Tarkos wanted to shake her hand, to hug her, to do something. Just as he’d felt when he saw Danielle on the Savannah Runner, seeing another human being made him feel immediately lonely for human contact. But his armor stood between them like a wall. The servos hummed with power assist that could crush a human. He reached up and lifted his visor. The taste of The Well of Furies air pressed against his face: musty, dry air that smelled of metal and felt heavy in the lungs. He let his quantum sampler analyze the free viruses and bacteria. Warning signals immediately played across his vision; the life on this planet was dangerous.
“We’re here for you,” he told the woman. “We need your help.”
“My help?” she said. Bullets rang hammer blows on the metal at Eydis’s back. “I think I’m the one who needs the help.” Her voice came through her oxygen mask muffled but still surprising loud.
“Right,” Tarkos said, “maybe we should move somewhere more safe.”
Eydis shook her head. “Maybe not. They seem likely to move on. I don’t know why they’re fighting, but I do know that they’re fighting each other. We should be safe here a moment. As safe as anywhere else. Till we get on your ship. You did say you have a ship?”
Tarkos nodded.
“Let us go,” Ki’Ki’Tilish said. She turned in place, examining the room.
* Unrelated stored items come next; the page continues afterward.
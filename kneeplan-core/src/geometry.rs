/// Derived geometry handed to the render layer
use std::collections::BTreeMap;
use std::fmt;

use nalgebra::{Point3, Unit, UnitQuaternion, Vector3};

use crate::transform;

/// Named line segments: anatomical axes and construction lines.
#[derive(Debug, Clone, Copy, PartialEq, Eq, PartialOrd, Ord, Hash)]
pub enum LineKind {
    MechanicalAxis,
    AnatomicalAxis,
    Tea,
    Pca,
    TeaProjection,
    AnteriorLine,
    LateralLine,
}

impl LineKind {
    pub const ALL: [LineKind; 7] = [
        LineKind::MechanicalAxis,
        LineKind::AnatomicalAxis,
        LineKind::Tea,
        LineKind::Pca,
        LineKind::TeaProjection,
        LineKind::AnteriorLine,
        LineKind::LateralLine,
    ];

    pub fn as_str(self) -> &'static str {
        match self {
            LineKind::MechanicalAxis => "MechanicalAxis",
            LineKind::AnatomicalAxis => "AnatomicalAxis",
            LineKind::Tea => "TEA",
            LineKind::Pca => "PCA",
            LineKind::TeaProjection => "TEA_Projection",
            LineKind::AnteriorLine => "AnteriorLine",
            LineKind::LateralLine => "LateralLine",
        }
    }
}

impl fmt::Display for LineKind {
    fn fmt(&self, f: &mut fmt::Formatter<'_>) -> fmt::Result {
        f.write_str(self.as_str())
    }
}

#[derive(Debug, Clone, Copy, PartialEq, Eq, PartialOrd, Ord, Hash)]
pub enum PlaneKind {
    MechanicalAxisPlane,
    VarusValgusPlane,
    FlexionExtensionPlane,
    DistalMedialPlane,
    DistalResectionPlane,
}

impl PlaneKind {
    pub const ALL: [PlaneKind; 5] = [
        PlaneKind::MechanicalAxisPlane,
        PlaneKind::VarusValgusPlane,
        PlaneKind::FlexionExtensionPlane,
        PlaneKind::DistalMedialPlane,
        PlaneKind::DistalResectionPlane,
    ];

    pub fn as_str(self) -> &'static str {
        match self {
            PlaneKind::MechanicalAxisPlane => "MechanicalAxisPlane",
            PlaneKind::VarusValgusPlane => "VarusValgusPlane",
            PlaneKind::FlexionExtensionPlane => "FlexionExtensionPlane",
            PlaneKind::DistalMedialPlane => "DistalMedialPlane",
            PlaneKind::DistalResectionPlane => "DistalResectionPlane",
        }
    }
}

impl fmt::Display for PlaneKind {
    fn fmt(&self, f: &mut fmt::Formatter<'_>) -> fmt::Result {
        f.write_str(self.as_str())
    }
}

/// Points projected onto the mechanical axis plane.
#[derive(Debug, Clone, Copy, PartialEq, Eq, PartialOrd, Ord, Hash)]
pub enum ProjectionKind {
    MedialEpicondyle,
    LateralEpicondyle,
}

impl ProjectionKind {
    pub fn as_str(self) -> &'static str {
        match self {
            ProjectionKind::MedialEpicondyle => "medialEpicondyleProjection",
            ProjectionKind::LateralEpicondyle => "lateralEpicondyleProjection",
        }
    }
}

impl fmt::Display for ProjectionKind {
    fn fmt(&self, f: &mut fmt::Formatter<'_>) -> fmt::Result {
        f.write_str(self.as_str())
    }
}

/// A line segment between two points
#[derive(Debug, Clone, Copy, PartialEq)]
pub struct Segment {
    pub start: Point3<f64>,
    pub end: Point3<f64>,
}

impl Segment {
    pub fn new(start: Point3<f64>, end: Point3<f64>) -> Self {
        Self { start, end }
    }

    pub fn length(&self) -> f64 {
        (self.end - self.start).norm()
    }

    /// Unit direction from start to end; fails for a zero-length segment.
    pub fn direction(&self, epsilon: f64) -> crate::Result<Unit<Vector3<f64>>> {
        transform::direction(&self.start, &self.end, epsilon)
    }
}

/// An oriented square plane.
///
/// The plane's local +Z axis is its normal; `orientation` maps local space
/// into world space.
#[derive(Debug, Clone, Copy, PartialEq)]
pub struct Plane {
    pub anchor: Point3<f64>,
    pub orientation: UnitQuaternion<f64>,
    pub extent: f64,
}

impl Plane {
    pub fn new(anchor: Point3<f64>, orientation: UnitQuaternion<f64>, extent: f64) -> Self {
        Self {
            anchor,
            orientation,
            extent,
        }
    }

    pub fn normal(&self) -> Unit<Vector3<f64>> {
        Unit::new_unchecked(self.orientation * Vector3::z())
    }

    pub fn signed_distance(&self, point: &Point3<f64>) -> f64 {
        (point - self.anchor).dot(&self.normal().into_inner())
    }

    pub fn project(&self, point: &Point3<f64>) -> Point3<f64> {
        transform::project_onto_plane(point, &self.normal(), &self.anchor)
    }

    /// A plane with this orientation through another anchor.
    pub fn parallel_through(&self, anchor: Point3<f64>) -> Self {
        Self {
            anchor,
            ..*self
        }
    }
}

/// Everything derived from one landmark/parameter state.
#[derive(Debug, Clone, Default, PartialEq)]
pub struct PlanSnapshot {
    pub lines: BTreeMap<LineKind, Segment>,
    pub planes: BTreeMap<PlaneKind, Plane>,
    pub projections: BTreeMap<ProjectionKind, Point3<f64>>,
}

impl PlanSnapshot {
    pub fn new() -> Self {
        Self::default()
    }

    pub fn line(&self, kind: LineKind) -> Option<&Segment> {
        self.lines.get(&kind)
    }

    pub fn plane(&self, kind: PlaneKind) -> Option<&Plane> {
        self.planes.get(&kind)
    }

    pub fn projection(&self, kind: ProjectionKind) -> Option<Point3<f64>> {
        self.projections.get(&kind).copied()
    }

    pub fn require_line(&self, kind: LineKind) -> crate::Result<&Segment> {
        self.line(kind).ok_or(crate::PlanError::MissingLine(kind))
    }

    pub fn require_plane(&self, kind: PlaneKind) -> crate::Result<&Plane> {
        self.plane(kind).ok_or(crate::PlanError::MissingPlane(kind))
    }

    pub fn axes(&self) -> impl Iterator<Item = (LineKind, &Segment)> {
        self.lines.iter().map(|(kind, segment)| (*kind, segment))
    }

    pub fn planes(&self) -> impl Iterator<Item = (PlaneKind, &Plane)> {
        self.planes.iter().map(|(kind, plane)| (*kind, plane))
    }

    pub fn projections(&self) -> impl Iterator<Item = (ProjectionKind, Point3<f64>)> + '_ {
        self.projections.iter().map(|(kind, point)| (*kind, *point))
    }

    pub fn is_empty(&self) -> bool {
        self.lines.is_empty() && self.planes.is_empty() && self.projections.is_empty()
    }
}

#[cfg(test)]
mod tests {
    use super::*;

    #[test]
    fn test_identity_plane_normal_is_z() {
        let plane = Plane::new(Point3::origin(), UnitQuaternion::identity(), 100.0);
        let normal = plane.normal();
        assert!((normal.into_inner() - Vector3::z()).norm() < 1e-12);
    }

    #[test]
    fn test_signed_distance_and_projection() {
        let plane = Plane::new(Point3::new(0.0, 0.0, 5.0), UnitQuaternion::identity(), 100.0);
        let point = Point3::new(3.0, -2.0, 12.0);

        assert!((plane.signed_distance(&point) - 7.0).abs() < 1e-12);
        let projected = plane.project(&point);
        assert!((projected - Point3::new(3.0, -2.0, 5.0)).norm() < 1e-12);
        assert!(plane.signed_distance(&projected).abs() < 1e-12);
    }

    #[test]
    fn test_parallel_plane_keeps_orientation() {
        let orientation = UnitQuaternion::from_axis_angle(&Vector3::x_axis(), 0.3);
        let plane = Plane::new(Point3::origin(), orientation, 100.0);
        let offset = plane.parallel_through(Point3::new(1.0, 2.0, 3.0));

        assert_eq!(offset.orientation, plane.orientation);
        assert_eq!(offset.extent, plane.extent);
        assert_eq!(offset.anchor, Point3::new(1.0, 2.0, 3.0));
    }

    #[test]
    fn test_segment_length_and_direction() {
        let segment = Segment::new(Point3::origin(), Point3::new(0.0, 3.0, 4.0));
        assert!((segment.length() - 5.0).abs() < 1e-12);
        let direction = segment.direction(1e-6).unwrap();
        assert!((direction.into_inner() - Vector3::new(0.0, 0.6, 0.8)).norm() < 1e-12);

        let collapsed = Segment::new(Point3::origin(), Point3::origin());
        assert!(collapsed.direction(1e-6).is_err());
    }

    #[test]
    fn test_empty_snapshot_reports_missing() {
        let snapshot = PlanSnapshot::new();
        assert!(snapshot.is_empty());
        assert!(snapshot.require_line(LineKind::Tea).is_err());
        assert!(snapshot.require_plane(PlaneKind::DistalMedialPlane).is_err());
    }
}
They were in a long broad hallway, lined with open doorways. She pulled her legs tightly together. “We’ll die soon, very soon, in this dry grave. Better to die in the sea, or under the suns lights.”
But no sounds of bullets on metal followed. After a moment, it was almost silent in the room. Tarkos amped up the sonics on his armor, and detected dimly the sound of the Kriani on the other side of the door moving away.